### AVAILABLE DATA
//! Router assembly: HTTP endpoints, CORS, and HTTP tracing.

use std::sync::Arc;

use axum::{
    routing::{get, post},
    Router,
};
use tower_http::{
    cors::{Any, CorsLayer},
    trace::{DefaultMakeSpan, DefaultOnRequest, DefaultOnResponse, TraceLayer},
};
use tracing::Level;

use crate::state::AppState;

pub mod http;

/// Build the application router with:
/// - course generation and grading API under `/api/v1/...`
/// - CORS (allow any origin/method/headers); adjust for production if needed
/// - HTTP trace layer (per-request spans w/ method, path, status, latency)
pub fn build_router(state: Arc<AppState>) -> Router {
    Router::new()
        .route("/api/v1/health", get(http::http_health))
        // Course generation
        .route("/api/v1/courses", post(http::http_post_course))
        .route("/api/v1/courses/outline", post(http::http_post_outline))
        .route("/api/v1/courses/:id", get(http::http_get_course))
        .route("/api/v1/courses/:id/lessons", post(http::http_post_course_lessons))
        // Grading
        .route("/api/v1/attempts/grade", post(http::http_post_grade))
        .route("/api/v1/attempts/:id/report", get(http::http_get_report))
        // State + CORS + HTTP tracing
        .with_state(state)
        .layer(
            CorsLayer::new()
                .allow_origin(Any)
                .allow_methods(Any)
                .allow_headers(Any),
        )
        .layer(
            TraceLayer::new_for_http()
                .make_span_with(DefaultMakeSpan::new().level(Level::INFO))
                .on_request(DefaultOnRequest::new().level(Level::INFO))
                .on_response(DefaultOnResponse::new().level(Level::INFO)),
        )
}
######
▸ **TO DO**
Lines from the entries that contain the string "INFO" must be found and copied.

▸ **ANSWER BOX**
                .make_span_with(DefaultMakeSpan::new().level(Level::INFO))
                .on_request(DefaultOnRequest::new().level(Level::INFO))
                .on_response(DefaultOnResponse::new().level(Level::INFO)),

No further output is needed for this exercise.